Dataset items:
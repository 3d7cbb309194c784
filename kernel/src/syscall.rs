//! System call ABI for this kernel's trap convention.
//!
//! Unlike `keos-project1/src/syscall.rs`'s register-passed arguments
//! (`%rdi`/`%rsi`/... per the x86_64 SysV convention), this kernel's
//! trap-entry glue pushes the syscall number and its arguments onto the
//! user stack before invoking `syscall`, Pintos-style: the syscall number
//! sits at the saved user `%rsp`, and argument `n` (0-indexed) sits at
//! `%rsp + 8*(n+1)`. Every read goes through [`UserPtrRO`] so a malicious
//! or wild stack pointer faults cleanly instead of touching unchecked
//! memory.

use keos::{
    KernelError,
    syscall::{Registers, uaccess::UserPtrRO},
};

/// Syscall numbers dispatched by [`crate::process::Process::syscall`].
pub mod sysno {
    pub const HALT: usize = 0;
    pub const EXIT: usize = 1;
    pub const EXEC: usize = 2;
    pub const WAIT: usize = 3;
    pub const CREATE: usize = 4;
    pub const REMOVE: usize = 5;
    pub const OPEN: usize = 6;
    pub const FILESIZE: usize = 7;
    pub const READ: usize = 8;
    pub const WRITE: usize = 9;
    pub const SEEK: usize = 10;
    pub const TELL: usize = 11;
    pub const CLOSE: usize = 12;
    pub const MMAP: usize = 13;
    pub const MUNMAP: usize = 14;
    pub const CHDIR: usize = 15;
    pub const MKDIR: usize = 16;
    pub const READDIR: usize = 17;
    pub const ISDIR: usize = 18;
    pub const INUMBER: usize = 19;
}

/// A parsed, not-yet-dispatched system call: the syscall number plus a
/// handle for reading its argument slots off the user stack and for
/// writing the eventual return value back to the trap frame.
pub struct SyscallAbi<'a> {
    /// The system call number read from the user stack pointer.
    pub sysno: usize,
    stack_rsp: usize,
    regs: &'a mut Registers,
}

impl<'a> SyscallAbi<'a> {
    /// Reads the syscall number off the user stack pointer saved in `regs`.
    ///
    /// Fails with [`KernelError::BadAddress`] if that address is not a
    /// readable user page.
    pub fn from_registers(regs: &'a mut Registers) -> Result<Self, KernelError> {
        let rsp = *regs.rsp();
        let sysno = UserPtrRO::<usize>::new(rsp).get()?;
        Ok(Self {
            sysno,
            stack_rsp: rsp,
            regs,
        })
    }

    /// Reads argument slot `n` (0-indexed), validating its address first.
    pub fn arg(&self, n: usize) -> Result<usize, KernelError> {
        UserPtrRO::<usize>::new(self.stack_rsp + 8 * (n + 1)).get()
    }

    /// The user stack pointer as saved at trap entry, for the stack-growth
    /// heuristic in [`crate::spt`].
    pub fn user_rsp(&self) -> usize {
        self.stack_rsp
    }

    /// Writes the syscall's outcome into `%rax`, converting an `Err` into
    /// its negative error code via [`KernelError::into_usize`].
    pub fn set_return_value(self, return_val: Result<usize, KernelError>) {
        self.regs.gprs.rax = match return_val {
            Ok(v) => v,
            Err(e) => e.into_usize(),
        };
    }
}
...
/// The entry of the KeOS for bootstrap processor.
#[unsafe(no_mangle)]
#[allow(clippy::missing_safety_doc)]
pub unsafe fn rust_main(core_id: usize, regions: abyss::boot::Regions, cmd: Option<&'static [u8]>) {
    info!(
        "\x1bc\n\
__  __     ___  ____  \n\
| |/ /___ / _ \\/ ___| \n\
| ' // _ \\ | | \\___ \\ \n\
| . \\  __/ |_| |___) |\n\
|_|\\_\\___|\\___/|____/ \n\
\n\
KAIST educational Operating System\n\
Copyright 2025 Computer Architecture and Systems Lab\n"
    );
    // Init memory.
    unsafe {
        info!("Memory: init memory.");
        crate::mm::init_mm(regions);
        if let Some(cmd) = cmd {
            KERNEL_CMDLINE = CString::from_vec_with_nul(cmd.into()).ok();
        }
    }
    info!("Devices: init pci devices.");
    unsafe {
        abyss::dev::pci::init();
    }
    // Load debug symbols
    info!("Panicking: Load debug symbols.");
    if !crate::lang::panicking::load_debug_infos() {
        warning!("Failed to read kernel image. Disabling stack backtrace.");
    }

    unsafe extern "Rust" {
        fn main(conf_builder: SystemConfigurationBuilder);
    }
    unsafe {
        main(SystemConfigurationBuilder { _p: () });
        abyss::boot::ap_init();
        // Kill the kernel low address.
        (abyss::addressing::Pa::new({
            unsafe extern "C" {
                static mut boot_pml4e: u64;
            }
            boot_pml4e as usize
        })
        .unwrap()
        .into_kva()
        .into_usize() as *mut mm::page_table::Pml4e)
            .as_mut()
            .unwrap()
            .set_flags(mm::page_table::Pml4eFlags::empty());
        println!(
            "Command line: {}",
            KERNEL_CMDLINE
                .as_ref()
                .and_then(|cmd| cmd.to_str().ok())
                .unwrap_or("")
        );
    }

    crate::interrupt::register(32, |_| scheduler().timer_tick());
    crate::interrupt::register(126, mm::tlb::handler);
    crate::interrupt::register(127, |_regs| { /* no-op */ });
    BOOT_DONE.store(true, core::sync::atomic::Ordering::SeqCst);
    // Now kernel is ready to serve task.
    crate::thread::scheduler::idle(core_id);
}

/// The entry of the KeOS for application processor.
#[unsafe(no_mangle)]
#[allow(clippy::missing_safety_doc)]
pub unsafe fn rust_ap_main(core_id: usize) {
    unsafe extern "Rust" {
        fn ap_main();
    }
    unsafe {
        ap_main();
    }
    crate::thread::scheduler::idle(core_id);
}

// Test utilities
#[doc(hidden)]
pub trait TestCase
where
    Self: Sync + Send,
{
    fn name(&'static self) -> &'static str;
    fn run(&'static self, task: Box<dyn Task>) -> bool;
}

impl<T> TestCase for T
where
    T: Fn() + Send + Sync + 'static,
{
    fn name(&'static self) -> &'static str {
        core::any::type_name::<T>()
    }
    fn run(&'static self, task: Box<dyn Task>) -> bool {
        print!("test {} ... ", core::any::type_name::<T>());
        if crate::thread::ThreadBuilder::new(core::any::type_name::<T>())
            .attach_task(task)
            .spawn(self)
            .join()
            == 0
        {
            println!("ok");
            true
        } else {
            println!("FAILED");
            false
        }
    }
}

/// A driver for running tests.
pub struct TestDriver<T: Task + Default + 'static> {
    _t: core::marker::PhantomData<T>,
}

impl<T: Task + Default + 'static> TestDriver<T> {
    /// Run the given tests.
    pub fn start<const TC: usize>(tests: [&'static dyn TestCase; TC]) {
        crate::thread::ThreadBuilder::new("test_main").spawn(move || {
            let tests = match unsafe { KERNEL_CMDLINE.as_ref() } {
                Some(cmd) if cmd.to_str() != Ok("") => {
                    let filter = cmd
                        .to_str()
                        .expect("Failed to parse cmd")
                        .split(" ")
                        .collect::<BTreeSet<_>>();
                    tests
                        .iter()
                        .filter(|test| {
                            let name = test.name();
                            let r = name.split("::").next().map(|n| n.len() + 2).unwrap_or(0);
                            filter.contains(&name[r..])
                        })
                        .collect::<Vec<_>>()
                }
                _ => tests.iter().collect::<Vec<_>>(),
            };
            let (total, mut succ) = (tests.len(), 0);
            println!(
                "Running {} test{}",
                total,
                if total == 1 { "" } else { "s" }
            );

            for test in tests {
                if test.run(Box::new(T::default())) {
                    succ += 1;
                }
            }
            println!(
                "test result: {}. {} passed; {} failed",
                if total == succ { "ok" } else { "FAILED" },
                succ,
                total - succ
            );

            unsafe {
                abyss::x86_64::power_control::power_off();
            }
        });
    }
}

**ASSIGNMENT**
Which lines above include "interrupt"? Show each of them by copying it.

**WRITTEN RESPONSE**
    crate::interrupt::register(32, |_| scheduler().timer_tick());
    crate::interrupt::register(126, mm::tlb::handler);
    crate::interrupt::register(127, |_regs| { /* no-op */ });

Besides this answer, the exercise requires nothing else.